> **EXERCISE PROMPT**: Using the data below, output the first line and every line after it up to and including the line containing "pub mod generators;", exactly as written and with nothing added.

> **RECORDS FOR THIS EXERCISE**:
//! # quotesync testkit
//!
//! Test utilities shared by the quotesync crates.
//!
//! This crate provides:
//! - Seeded in-memory servers and scenario payloads
//! - Property-based generators for payloads and patches
//!
//! ## Usage
//!
//! ```rust,ignore
//! use quotesync_testkit::prelude::*;
//!
//! let seeded = SeededServer::at_version(payload(json!({"price": 100})), 3);
//! seeded.advance(payload(json!({"price": 120})));
//! ```

#![deny(unsafe_code)]
#![warn(missing_docs)]

pub mod fixtures;
pub mod generators;

/// Prelude module for convenient imports
pub mod prelude {
    pub use crate::fixtures::*;
    pub use crate::generators::*;
}

pub use fixtures::*;
pub use generators::*;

> **FINISHED EXERCISE**:
//! # quotesync testkit
//!
//! Test utilities shared by the quotesync crates.
//!
//! This crate provides:
//! - Seeded in-memory servers and scenario payloads
//! - Property-based generators for payloads and patches
//!
//! ## Usage
//!
//! ```rust,ignore
//! use quotesync_testkit::prelude::*;
//!
//! let seeded = SeededServer::at_version(payload(json!({"price": 100})), 3);
//! seeded.advance(payload(json!({"price": 120})));
//! ```

#![deny(unsafe_code)]
#![warn(missing_docs)]

pub mod fixtures;
pub mod generators;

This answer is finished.